### DATA SUPPLIED
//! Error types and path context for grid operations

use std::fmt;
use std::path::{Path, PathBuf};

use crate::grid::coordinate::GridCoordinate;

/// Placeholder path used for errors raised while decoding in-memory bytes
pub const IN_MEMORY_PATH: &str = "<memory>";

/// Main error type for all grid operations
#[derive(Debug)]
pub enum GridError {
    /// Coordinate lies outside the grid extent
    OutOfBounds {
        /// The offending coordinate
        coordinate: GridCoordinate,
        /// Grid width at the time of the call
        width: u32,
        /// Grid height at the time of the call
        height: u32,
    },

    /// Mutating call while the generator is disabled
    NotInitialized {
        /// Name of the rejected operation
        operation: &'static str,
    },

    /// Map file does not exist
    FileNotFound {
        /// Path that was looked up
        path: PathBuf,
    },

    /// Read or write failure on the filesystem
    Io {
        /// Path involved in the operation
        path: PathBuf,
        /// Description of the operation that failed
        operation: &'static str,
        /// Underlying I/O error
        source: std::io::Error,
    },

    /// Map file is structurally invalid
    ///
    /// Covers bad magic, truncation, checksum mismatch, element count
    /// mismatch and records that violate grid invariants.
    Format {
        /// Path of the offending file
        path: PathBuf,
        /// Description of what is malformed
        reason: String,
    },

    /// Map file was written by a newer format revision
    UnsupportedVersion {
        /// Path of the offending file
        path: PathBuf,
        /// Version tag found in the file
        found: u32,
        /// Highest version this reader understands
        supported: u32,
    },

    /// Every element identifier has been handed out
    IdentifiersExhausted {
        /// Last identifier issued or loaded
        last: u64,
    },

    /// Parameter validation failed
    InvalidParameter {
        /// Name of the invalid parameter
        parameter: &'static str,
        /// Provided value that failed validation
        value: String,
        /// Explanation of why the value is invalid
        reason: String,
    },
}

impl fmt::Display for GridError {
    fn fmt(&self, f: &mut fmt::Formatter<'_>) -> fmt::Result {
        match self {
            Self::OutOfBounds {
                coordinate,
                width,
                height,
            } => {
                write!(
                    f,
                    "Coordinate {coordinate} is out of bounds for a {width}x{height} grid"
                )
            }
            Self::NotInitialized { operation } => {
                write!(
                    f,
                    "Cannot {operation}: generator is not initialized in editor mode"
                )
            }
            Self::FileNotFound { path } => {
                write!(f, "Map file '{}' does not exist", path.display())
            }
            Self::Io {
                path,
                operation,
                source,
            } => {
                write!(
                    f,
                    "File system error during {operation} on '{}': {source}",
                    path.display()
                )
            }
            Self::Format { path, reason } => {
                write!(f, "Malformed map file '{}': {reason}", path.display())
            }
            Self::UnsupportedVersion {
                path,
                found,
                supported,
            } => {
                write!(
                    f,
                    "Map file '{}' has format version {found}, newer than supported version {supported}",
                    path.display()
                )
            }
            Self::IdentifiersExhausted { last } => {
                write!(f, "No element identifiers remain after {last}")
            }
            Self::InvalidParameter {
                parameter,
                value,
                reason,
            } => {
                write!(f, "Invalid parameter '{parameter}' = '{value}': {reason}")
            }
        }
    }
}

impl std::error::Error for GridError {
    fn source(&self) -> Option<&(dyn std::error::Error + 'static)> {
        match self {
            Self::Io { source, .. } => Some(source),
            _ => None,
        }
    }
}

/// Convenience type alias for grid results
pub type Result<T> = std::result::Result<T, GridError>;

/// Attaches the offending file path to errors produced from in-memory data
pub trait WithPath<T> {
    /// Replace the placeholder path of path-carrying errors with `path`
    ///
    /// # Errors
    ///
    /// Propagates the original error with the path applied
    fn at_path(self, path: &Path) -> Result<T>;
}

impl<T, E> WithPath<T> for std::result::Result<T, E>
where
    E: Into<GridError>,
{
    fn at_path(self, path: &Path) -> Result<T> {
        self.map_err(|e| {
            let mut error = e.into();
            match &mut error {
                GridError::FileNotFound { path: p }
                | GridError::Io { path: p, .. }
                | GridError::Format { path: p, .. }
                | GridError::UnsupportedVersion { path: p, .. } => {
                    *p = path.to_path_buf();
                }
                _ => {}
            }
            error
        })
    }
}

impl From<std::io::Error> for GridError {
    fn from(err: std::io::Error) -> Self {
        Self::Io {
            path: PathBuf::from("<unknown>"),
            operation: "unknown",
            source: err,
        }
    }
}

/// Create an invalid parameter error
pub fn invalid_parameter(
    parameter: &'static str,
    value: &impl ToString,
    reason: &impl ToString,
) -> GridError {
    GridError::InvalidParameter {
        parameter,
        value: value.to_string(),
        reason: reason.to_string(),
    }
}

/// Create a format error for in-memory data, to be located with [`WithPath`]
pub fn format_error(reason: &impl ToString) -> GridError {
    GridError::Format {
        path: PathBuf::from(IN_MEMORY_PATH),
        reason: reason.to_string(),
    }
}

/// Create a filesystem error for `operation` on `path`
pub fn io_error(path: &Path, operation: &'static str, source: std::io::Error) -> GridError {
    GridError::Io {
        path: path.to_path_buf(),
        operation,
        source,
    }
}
######
*THE TASK*
Repeat the material above exactly, including every line.

*EXPECTED ANSWER*
//! Error types and path context for grid operations

use std::fmt;
use std::path::{Path, PathBuf};

use crate::grid::coordinate::GridCoordinate;

/// Placeholder path used for errors raised while decoding in-memory bytes
pub const IN_MEMORY_PATH: &str = "<memory>";

/// Main error type for all grid operations
#[derive(Debug)]
pub enum GridError {
    /// Coordinate lies outside the grid extent
    OutOfBounds {
        /// The offending coordinate
        coordinate: GridCoordinate,
        /// Grid width at the time of the call
        width: u32,
        /// Grid height at the time of the call
        height: u32,
    },

    /// Mutating call while the generator is disabled
    NotInitialized {
        /// Name of the rejected operation
        operation: &'static str,
    },

    /// Map file does not exist
    FileNotFound {
        /// Path that was looked up
        path: PathBuf,
    },

    /// Read or write failure on the filesystem
    Io {
        /// Path involved in the operation
        path: PathBuf,
        /// Description of the operation that failed
        operation: &'static str,
        /// Underlying I/O error
        source: std::io::Error,
    },

    /// Map file is structurally invalid
    ///
    /// Covers bad magic, truncation, checksum mismatch, element count
    /// mismatch and records that violate grid invariants.
    Format {
        /// Path of the offending file
        path: PathBuf,
        /// Description of what is malformed
        reason: String,
    },

    /// Map file was written by a newer format revision
    UnsupportedVersion {
        /// Path of the offending file
        path: PathBuf,
        /// Version tag found in the file
        found: u32,
        /// Highest version this reader understands
        supported: u32,
    },

    /// Every element identifier has been handed out
    IdentifiersExhausted {
        /// Last identifier issued or loaded
        last: u64,
    },

    /// Parameter validation failed
    InvalidParameter {
        /// Name of the invalid parameter
        parameter: &'static str,
        /// Provided value that failed validation
        value: String,
        /// Explanation of why the value is invalid
        reason: String,
    },
}

impl fmt::Display for GridError {
    fn fmt(&self, f: &mut fmt::Formatter<'_>) -> fmt::Result {
        match self {
            Self::OutOfBounds {
                coordinate,
                width,
                height,
            } => {
                write!(
                    f,
                    "Coordinate {coordinate} is out of bounds for a {width}x{height} grid"
                )
            }
            Self::NotInitialized { operation } => {
                write!(
                    f,
                    "Cannot {operation}: generator is not initialized in editor mode"
                )
            }
            Self::FileNotFound { path } => {
                write!(f, "Map file '{}' does not exist", path.display())
            }
            Self::Io {
                path,
                operation,
                source,
            } => {
                write!(
                    f,
                    "File system error during {operation} on '{}': {source}",
                    path.display()
                )
            }
            Self::Format { path, reason } => {
                write!(f, "Malformed map file '{}': {reason}", path.display())
            }
            Self::UnsupportedVersion {
                path,
                found,
                supported,
            } => {
                write!(
                    f,
                    "Map file '{}' has format version {found}, newer than supported version {supported}",
                    path.display()
                )
            }
            Self::IdentifiersExhausted { last } => {
                write!(f, "No element identifiers remain after {last}")
            }
            Self::InvalidParameter {
                parameter,
                value,
                reason,
            } => {
                write!(f, "Invalid parameter '{parameter}' = '{value}': {reason}")
            }
        }
    }
}

impl std::error::Error for GridError {
    fn source(&self) -> Option<&(dyn std::error::Error + 'static)> {
        match self {
            Self::Io { source, .. } => Some(source),
            _ => None,
        }
    }
}

/// Convenience type alias for grid results
pub type Result<T> = std::result::Result<T, GridError>;

/// Attaches the offending file path to errors produced from in-memory data
pub trait WithPath<T> {
    /// Replace the placeholder path of path-carrying errors with `path`
    ///
    /// # Errors
    ///
    /// Propagates the original error with the path applied
    fn at_path(self, path: &Path) -> Result<T>;
}

impl<T, E> WithPath<T> for std::result::Result<T, E>
where
    E: Into<GridError>,
{
    fn at_path(self, path: &Path) -> Result<T> {
        self.map_err(|e| {
            let mut error = e.into();
            match &mut error {
                GridError::FileNotFound { path: p }
                | GridError::Io { path: p, .. }
                | GridError::Format { path: p, .. }
                | GridError::UnsupportedVersion { path: p, .. } => {
                    *p = path.to_path_buf();
                }
                _ => {}
            }
            error
        })
    }
}

impl From<std::io::Error> for GridError {
    fn from(err: std::io::Error) -> Self {
        Self::Io {
            path: PathBuf::from("<unknown>"),
            operation: "unknown",
            source: err,
        }
    }
}

/// Create an invalid parameter error
pub fn invalid_parameter(
    parameter: &'static str,
    value: &impl ToString,
    reason: &impl ToString,
) -> GridError {
    GridError::InvalidParameter {
        parameter,
        value: value.to_string(),
        reason: reason.to_string(),
    }
}

/// Create a format error for in-memory data, to be located with [`WithPath`]
pub fn format_error(reason: &impl ToString) -> GridError {
    GridError::Format {
        path: PathBuf::from(IN_MEMORY_PATH),
        reason: reason.to_string(),
    }
}

/// Create a filesystem error for `operation` on `path`
pub fn io_error(path: &Path, operation: &'static str, source: std::io::Error) -> GridError {
    GridError::Io {
        path: path.to_path_buf(),
        operation,
        source,
    }
}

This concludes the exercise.